**Exercise materials**
//! Symbol table entries produced by the analyzer.

use crate::types::Type;

#[derive(Debug, Clone, Copy, PartialEq, Eq)]
pub enum SymbolKind {
    Variable,
    Function,
    Parameter,
}

#[derive(Debug, Clone, PartialEq)]
pub struct Param {
    pub name: String,
    pub ty: Type,
}

#[derive(Debug, Clone, PartialEq)]
pub struct Symbol {
    pub name: String,
    pub ty: Type,
    pub kind: SymbolKind,
    pub line: u32,
    pub column: u32,
    pub initialized: bool,
    pub params: Option<Vec<Param>>,
    pub return_type: Option<Type>,
}

impl Symbol {
    pub fn variable(name: impl Into<String>, ty: Type, line: u32, column: u32) -> Self {
        Self { name: name.into(), ty, kind: SymbolKind::Variable, line, column, initialized: false, params: None, return_type: None }
    }

    pub fn parameter(name: impl Into<String>, ty: Type, line: u32, column: u32) -> Self {
        Self { name: name.into(), ty, kind: SymbolKind::Parameter, line, column, initialized: true, params: None, return_type: None }
    }

    pub fn function(name: impl Into<String>, params: Vec<Param>, return_type: Type, line: u32, column: u32) -> Self {
        Self {
            name: name.into(),
            ty: return_type,
            kind: SymbolKind::Function,
            line,
            column,
            initialized: true,
            params: Some(params),
            return_type: Some(return_type),
        }
    }
}
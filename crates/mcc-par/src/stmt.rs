//! Statement parsing: block, if, while, for, return, print, var decl, expr.

use crate::ast::Node;
use crate::Parser;
use mcc_lex::TokenKind;

impl<'a> Parser<'a> {
    /// `statement := block | ifStmt | whileStmt | forStmt
    ///             | returnStmt | printStmt | varDecl | exprStmt`
    pub(crate) fn parse_statement(&mut self) -> Option<Node> {
        if self.check(TokenKind::Punctuation, "{") {
            return self.parse_block();
        }
        if self.check(TokenKind::Keyword, "if") {
            return self.parse_if_statement();
        }
        if self.check(TokenKind::Keyword, "while") {
            return self.parse_while_statement();
        }
        if self.check(TokenKind::Keyword, "for") {
            return self.parse_for_statement();
        }
        if self.check(TokenKind::Keyword, "return") {
            return self.parse_return_statement();
        }
        if self.check(TokenKind::Keyword, "print") {
            return self.parse_print_statement();
        }
        if self.is_type_keyword() {
            return self.parse_var_decl_statement();
        }
        self.parse_expr_statement()
    }

    fn is_type_keyword(&self) -> bool {
        matches!(self.current(), Some(tok) if tok.kind == TokenKind::Keyword
            && matches!(tok.lexeme.as_str(), "int" | "float" | "bool" | "void"))
    }

    pub(crate) fn parse_block(&mut self) -> Option<Node> {
        self.expect(TokenKind::Punctuation, "{", "'{'")?;
        let mut stmts = Vec::new();
        while !self.check(TokenKind::Punctuation, "}") && !self.is_at_end() {
            match self.parse_statement() {
                Some(stmt) => stmts.push(stmt),
                None => self.synchronize(),
            }
        }
        self.expect(TokenKind::Punctuation, "}", "'}'")?;
        Some(Node::Block(stmts))
    }

    /// `ifStmt := 'if' '(' expression ')' statement ('else' statement)?`
    fn parse_if_statement(&mut self) -> Option<Node> {
        let (line, column) = self.pos();
        self.advance();
        self.expect(TokenKind::Punctuation, "(", "'('")?;
        let cond = self.parse_expression()?;
        self.expect(TokenKind::Punctuation, ")", "')'")?;
        let then_branch = self.parse_statement()?;
        let else_branch = if self.eat(TokenKind::Keyword, "else") {
            Some(Box::new(self.parse_statement()?))
        } else {
            None
        };
        Some(Node::IfStatement {
            cond: Box::new(cond),
            then_branch: Box::new(then_branch),
            else_branch,
            line,
            column,
        })
    }

    /// `whileStmt := 'while' '(' expression ')' statement`
    fn parse_while_statement(&mut self) -> Option<Node> {
        let (line, column) = self.pos();
        self.advance();
        self.expect(TokenKind::Punctuation, "(", "'('")?;
        let cond = self.parse_expression()?;
        self.expect(TokenKind::Punctuation, ")", "')'")?;
        let body = self.parse_statement()?;
        Some(Node::WhileStatement { cond: Box::new(cond), body: Box::new(body), line, column })
    }

    /// `forStmt := 'for' '(' (statement|';') (expression)? ';' (expression)? ')' statement`
    fn parse_for_statement(&mut self) -> Option<Node> {
        let (line, column) = self.pos();
        self.advance();
        self.expect(TokenKind::Punctuation, "(", "'('")?;

        let init = if self.eat(TokenKind::Punctuation, ";") {
            Node::Empty
        } else if self.is_type_keyword() {
            self.parse_var_decl_statement()?
        } else {
            self.parse_expr_statement()?
        };

        let cond = if self.check(TokenKind::Punctuation, ";") {
            Node::Empty
        } else {
            self.parse_expression()?
        };
        self.expect(TokenKind::Punctuation, ";", "';'")?;

        let step = if self.check(TokenKind::Punctuation, ")") {
            Node::Empty
        } else {
            self.parse_expression()?
        };
        self.expect(TokenKind::Punctuation, ")", "')'")?;

        let body = self.parse_statement()?;
        Some(Node::ForStatement {
            init: Box::new(init),
            cond: Box::new(cond),
            step: Box::new(step),
            body: Box::new(body),
            line,
            column,
        })
    }

    /// `returnStmt := 'return' expression? ';'`
    fn parse_return_statement(&mut self) -> Option<Node> {
        let (line, column) = self.pos();
        self.advance();
        let value = if self.check(TokenKind::Punctuation, ";") {
            None
        } else {
            Some(Box::new(self.parse_expression()?))
        };
        self.expect(TokenKind::Punctuation, ";", "';'")?;
        Some(Node::ReturnStatement { value, line, column })
    }

    /// `printStmt := 'print' '(' expression ')' ';'`
    fn parse_print_statement(&mut self) -> Option<Node> {
        let (line, column) = self.pos();
        self.advance();
        self.expect(TokenKind::Punctuation, "(", "'('")?;
        let value = self.parse_expression()?;
        self.expect(TokenKind::Punctuation, ")", "')'")?;
        self.expect(TokenKind::Punctuation, ";", "';'")?;
        Some(Node::PrintStatement { value: Box::new(value), line, column })
    }

    /// A local variable declaration: `type IDENT ('=' expression)? ';'`.
    fn parse_var_decl_statement(&mut self) -> Option<Node> {
        let (line, column) = self.pos();
        let ty = self.parse_type()?;
        let name_tok = self.expect_kind(TokenKind::Identifier, "identifier")?;
        let name = Node::Identifier { name: name_tok.lexeme, line: name_tok.line, column: name_tok.column };
        let init = if self.eat(TokenKind::Operator, "=") {
            Some(Box::new(self.parse_expression()?))
        } else {
            None
        };
        self.expect(TokenKind::Punctuation, ";", "';'")?;
        Some(Node::VarDeclaration { ty: Box::new(ty), name: Box::new(name), init, line, column })
    }

    /// `exprStmt := expression ';'`
    fn parse_expr_statement(&mut self) -> Option<Node> {
        let expr = self.parse_expression()?;
        self.expect(TokenKind::Punctuation, ";", "';'")?;
        Some(Node::ExpressionStatement(Box::new(expr)))
    }
}

#[cfg(test)]
mod tests {
    use crate::Parser;
    use mcc_lex::Lexer;
    use mcc_util::Handler;

    fn parse_one_stmt(source: &str) -> crate::ast::Node {
        let handler = Handler::new();
        let tokens = Lexer::tokenize(source, &handler);
        let mut parser = Parser::new(tokens, &handler);
        parser.parse_statement().expect("statement should parse")
    }

    #[test]
    fn test_if_without_else() {
        let node = parse_one_stmt("if (x) { return 1; }");
        match node {
            crate::ast::Node::IfStatement { else_branch, .. } => assert!(else_branch.is_none()),
            other => panic!("expected IfStatement, got {other:?}"),
        }
    }

    #[test]
    fn test_if_with_else() {
        let node = parse_one_stmt("if (x) { return 1; } else { return 2; }");
        match node {
            crate::ast::Node::IfStatement { else_branch, .. } => assert!(else_branch.is_some()),
            other => panic!("expected IfStatement, got {other:?}"),
        }
    }

    #[test]
    fn test_for_with_missing_clauses_uses_empty() {
        let node = parse_one_stmt("for (;;) { print(1); }");
        match node {
            crate::ast::Node::ForStatement { init, cond, step, .. } => {
                assert_eq!(*init, crate::ast::Node::Empty);
                assert_eq!(*cond, crate::ast::Node::Empty);
                assert_eq!(*step, crate::ast::Node::Empty);
            }
            other => panic!("expected ForStatement, got {other:?}"),
        }
    }

    #[test]
    fn test_for_with_all_clauses() {
        let node = parse_one_stmt("for (int i = 0; i < 10; i = i + 1) { print(i); }");
        match node {
            crate::ast::Node::ForStatement { init, cond, step, .. } => {
                assert_ne!(*init, crate::ast::Node::Empty);
                assert_ne!(*cond, crate::ast::Node::Empty);
                assert_ne!(*step, crate::ast::Node::Empty);
            }
            other => panic!("expected ForStatement, got {other:?}"),
        }
    }

    #[test]
    fn test_return_without_value() {
        let node = parse_one_stmt("return;");
        match node {
            crate::ast::Node::ReturnStatement { value, .. } => assert!(value.is_none()),
            other => panic!("expected ReturnStatement, got {other:?}"),
        }
    }

    #[test]
    fn test_return_with_value() {
        let node = parse_one_stmt("return 1 + 2;");
        match node {
            crate::ast::Node::ReturnStatement { value, .. } => assert!(value.is_some()),
            other => panic!("expected ReturnStatement, got {other:?}"),
        }
    }

    #[test]
    fn test_var_decl_without_initializer() {
        let node = parse_one_stmt("int x;");
        match node {
            crate::ast::Node::VarDeclaration { init, .. } => assert!(init.is_none()),
            other => panic!("expected VarDeclaration, got {other:?}"),
        }
    }

    #[test]
    fn test_block_nesting() {
        let node = parse_one_stmt("{ { print(1); } }");
        match node {
            crate::ast::Node::Block(stmts) => {
                assert_eq!(stmts.len(), 1);
                assert!(matches!(stmts[0], crate::ast::Node::Block(_)));
            }
            other => panic!("expected Block, got {other:?}"),
        }
    }
}
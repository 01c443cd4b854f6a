//! Edge case tests for mcc-par.

#[cfg(test)]
mod tests {
    use crate::ast::{program_to_generic, Node};
    use crate::{Ast, Parser};
    use mcc_lex::Lexer;
    use mcc_util::Handler;

    fn parse_source(source: &str) -> (Ast, Handler) {
        let handler = Handler::new();
        let tokens = Lexer::tokenize(source, &handler);
        let ast = Parser::parse(tokens, &handler);
        (ast, handler)
    }

    #[test]
    fn test_edge_empty_program() {
        let (ast, handler) = parse_source("");
        assert!(ast.is_empty());
        assert!(!handler.has_errors());
    }

    #[test]
    fn test_edge_function_with_no_params() {
        let (ast, handler) = parse_source("int main() { return 0; }");
        assert!(!handler.has_errors());
        assert_eq!(ast.len(), 1);
        match &ast[0] {
            Node::FunctionDeclaration { params, .. } => match params.as_ref() {
                Node::Parameters(p) => assert!(p.is_empty()),
                other => panic!("expected Parameters, got {other:?}"),
            },
            other => panic!("expected FunctionDeclaration, got {other:?}"),
        }
    }

    #[test]
    fn test_edge_function_with_multiple_params() {
        let (ast, handler) = parse_source("int add(int a, int b) { return a + b; }");
        assert!(!handler.has_errors());
        match &ast[0] {
            Node::FunctionDeclaration { params, .. } => match params.as_ref() {
                Node::Parameters(p) => assert_eq!(p.len(), 2),
                other => panic!("expected Parameters, got {other:?}"),
            },
            other => panic!("expected FunctionDeclaration, got {other:?}"),
        }
    }

    #[test]
    fn test_edge_global_var_decl() {
        let (ast, handler) = parse_source("int x = 5;");
        assert!(!handler.has_errors());
        assert!(matches!(ast[0], Node::VarDeclaration { .. }));
    }

    #[test]
    fn test_edge_deeply_nested_blocks() {
        let source = "int main() { { { { { return 0; } } } } }";
        let (ast, handler) = parse_source(source);
        assert!(!handler.has_errors());
        assert_eq!(ast.len(), 1);
    }

    #[test]
    fn test_edge_deeply_nested_expression() {
        let source = "int main() { return ((((1 + 2)))); }";
        let (_, handler) = parse_source(source);
        assert!(!handler.has_errors());
    }

    #[test]
    fn test_edge_missing_semicolon_recovers() {
        let source = "int x = 1 int y = 2;";
        let (ast, handler) = parse_source(source);
        assert!(handler.has_errors());
        // parsing continues past the damaged declaration
        assert!(ast.iter().any(|d| matches!(d, Node::VarDeclaration { .. })));
    }

    #[test]
    fn test_edge_missing_closing_brace_does_not_hang() {
        let source = "int main() { return 0;";
        let (_, handler) = parse_source(source);
        assert!(handler.has_errors());
    }

    #[test]
    fn test_edge_unexpected_token_in_expression_recovers() {
        let source = "int main() { int x = ; int y = 1; }";
        let (_, handler) = parse_source(source);
        assert!(handler.has_errors());
    }

    #[test]
    fn test_edge_dangling_else_binds_to_nearest_if() {
        let source = "int main() { if (1) if (0) return 1; else return 2; }";
        let (ast, handler) = parse_source(source);
        assert!(!handler.has_errors());
        let generic = program_to_generic(&ast);
        let func_body = &generic.children.as_ref().unwrap()[0].children.as_ref().unwrap()[3];
        let outer_if = &func_body.children.as_ref().unwrap()[0];
        let inner_if = &outer_if.children.as_ref().unwrap()[1];
        assert_eq!(inner_if.kind, "IfStatement");
        assert_eq!(inner_if.children.as_ref().unwrap().len(), 3);
    }

    #[test]
    fn test_edge_multiple_functions() {
        let source = "int a() { return 1; } int b() { return 2; }";
        let (ast, handler) = parse_source(source);
        assert!(!handler.has_errors());
        assert_eq!(ast.len(), 2);
    }

    #[test]
    fn test_edge_generic_program_root_kind() {
        let (ast, _) = parse_source("int main() { return 0; }");
        let generic = program_to_generic(&ast);
        assert_eq!(generic.kind, "Program");
        assert_eq!(generic.children.unwrap().len(), 1);
    }
}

**Task directions**
Show every line of the listing containing the string "main" by copying it.

**Output for this task**
        let (ast, handler) = parse_source("int main() { return 0; }");
        let source = "int main() { { { { { return 0; } } } } }";
        let source = "int main() { return ((((1 + 2)))); }";
        let source = "int main() { return 0;";
        let source = "int main() { int x = ; int y = 1; }";
        let source = "int main() { if (1) if (0) return 1; else return 2; }";
        let (ast, _) = parse_source("int main() { return 0; }");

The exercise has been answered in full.